A couple weeks ago I wrote about creating the Solitary Druid Fellowship, an extension of ADF designed to serve the broader community of solitary Pagans and Druids by providing them with a shared liturgical practice. I’m currently in discussion with the Clergy Council of ADF to work out the final details of the site launch (sign up here to be notified), and I’m spending a lot of time mulling over what it means to practice in solitude.
At the same time I’m also preparing to take part in an ADF grove ritual here in Denver. I’ve been asked to be the Bard, so I’m learning new songs, rearranging old chants, and trying to envision how to best use my musicality in the context of a group ritual.
The truth is, I find comfort in solitary work. When you do ritual alone, you are working with the agreements you have made in your own heart; agreements that you’ve made with yourself, perhaps with your gods, spirits or ancestors. These agreements cover what you believe about who you are, about who or what the gods are, and about your role in the cosmos. You make these agreements to believe, to suspend belief, or to practice your devotion. The agreements made by the solitary practitioner need never be put up for a vote, judged by a governing body, or scrutinized by committee.
With group work, though, agreements are a different beast.
Consensus must be reached in group, and there are politics to contend with. The needs of the many must be considered, as should be the overall welfare of the group. The agreements one makes in her heart are still her own, but they cannot be treated as law, doctrine, or as “the way it must be.” They have to be held up against the agreements everyone else has made.
Discerning how to do that can be difficult, especially when the agreements other people have made seem to be so different from your own.
But they’re talking about the gods like the gods are their best friends…
They’re talking about the gods like the gods are complete strangers…
They’re talking about the gods like the gods are judges, overseers, politicians, warriors, or any other purely human thing.
When are they going to talk about something that’s relevant to me?
No matter what agreement you’ve made, what decision you’ve reached about what religion means to you, when you participate in a ritual led by others you will have to to examine those agreements, perhaps even question their validity. Questioning your agreements can be a good thing, though. If you’ve made the agreement that your truth is The Truth, for example, or that your way is The Way, it might be time to do a little questioning.
When I wrote the first Solitary Druid Fellowship liturgy (which should be made public on the week of the Solstice), I made a point of keeping certain aspects of the ritual neutral. I indicated places in the ritual where one could substitute the names of their gods, or the language specific to their hearth culture. I wrote in sections that encourage people to use their creativity in order to create a meaningful solitary rite.
But one person’s neutrality is another’s loaded gun.
We do the best we can, I guess. We write the rituals or prepare the songs in accordance with the agreements we’ve made in our heart, and we try to remember the shared agreements we’ve made with one another.
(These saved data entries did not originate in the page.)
//! Colors for the admin editor in dark and light terminals.

use ratatui::style::Color;

use crate::config::ThemeMode;
use crate::services::SessionState;

/// Semantic color theme for the TUI.
#[derive(Debug, Clone, PartialEq, Eq)]
pub struct Theme {
    /// Borders, titles and emphasis
    pub primary: Color,
    /// Selection and focus
    pub accent: Color,
    /// Confirmations
    pub success: Color,
    /// Errors and destructive prompts
    pub error: Color,
    /// Unsaved-changes indicator
    pub warning: Color,
    /// Primary text
    pub text: Color,
    /// Help text and dim content
    pub text_muted: Color,
    /// Main background
    pub background: Color,
    /// Selection background
    pub highlight_bg: Color,
}

/// Theme variant identifier.
#[derive(Debug, Clone, Copy, PartialEq, Eq)]
pub enum ThemeVariant {
    /// Dark theme optimized for dark terminal backgrounds
    Dark,
    /// Light theme optimized for light terminal backgrounds
    Light,
}

impl Theme {
    /// Detects the OS theme and returns the matching Theme.
    #[must_use]
    pub fn detect() -> Self {
        match dark_light::detect() {
            Ok(dark_light::Mode::Light) => Self::light(),
            // Fall back to dark theme for dark mode, unspecified, or errors
            Ok(dark_light::Mode::Dark | dark_light::Mode::Unspecified) | Err(_) => Self::dark(),
        }
    }

    /// Resolves the configured preference.
    #[must_use]
    pub fn from_mode(mode: ThemeMode) -> Self {
        match mode {
            ThemeMode::Auto => Self::detect(),
            ThemeMode::Dark => Self::dark(),
            ThemeMode::Light => Self::light(),
        }
    }

    /// Theme for dark terminal backgrounds.
    #[must_use]
    pub const fn dark() -> Self {
        Self {
            primary: Color::Cyan,
            accent: Color::Yellow,
            success: Color::Green,
            error: Color::Red,
            warning: Color::Yellow,
            text: Color::White,
            text_muted: Color::DarkGray,
            background: Color::Black,
            highlight_bg: Color::DarkGray,
        }
    }

    /// Theme for light terminal backgrounds.
    #[must_use]
    pub const fn light() -> Self {
        Self {
            primary: Color::Blue,
            accent: Color::Rgb(180, 100, 0), // Dark orange for visibility
            success: Color::Rgb(0, 128, 0),
            error: Color::Red,
            warning: Color::Rgb(200, 100, 0),
            text: Color::Black,
            text_muted: Color::Gray,
            background: Color::White,
            highlight_bg: Color::Rgb(230, 230, 230),
        }
    }

    /// Returns the variant, judged by the background color.
    #[must_use]
    pub const fn variant(&self) -> ThemeVariant {
        match self.background {
            Color::White | Color::Rgb(255, 255, 255) => ThemeVariant::Light,
            _ => ThemeVariant::Dark,
        }
    }

    /// Color of the save-state badge.
    #[must_use]
    pub const fn state_color(&self, state: SessionState) -> Color {
        match state {
            SessionState::Clean => self.success,
            SessionState::Dirty => self.warning,
            SessionState::Saving => self.accent,
        }
    }
}

impl Default for Theme {
    fn default() -> Self {
        Self::detect()
    }
}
Shared agreements! Yes — that’s key, I think. What are the shared agreements we’ve made with one another? One has to ask that of herself before participating in a group ritual, or even a non-religious group gathering. What are things we’ve decided to collectively hold up as true, relevant, meaningful, appropriate, necessary? These agreements we make should be — no, they are — at the core of what we do. The question is, are we having open dialogue about what those agreements look like?
Please take a moment to think about the work you’ve done in groups — whether that be in a grove, a coven, a church or a community group. Think about your shared agreements. How did you reach them? Were they a point of contention, or did they bring the group together?
How much of our shared agreements are assumed, passed down, unexamined? When do our shared agreements need to be mended, or amended? When do they need to be re-written altogether? How often are we, in group, holding up these agreements to the light? Are we looking for cracks, beauty marks, frayed edges, or are we seeing only a projection of the agreements made in our own heart?
What are some of your shared agreements?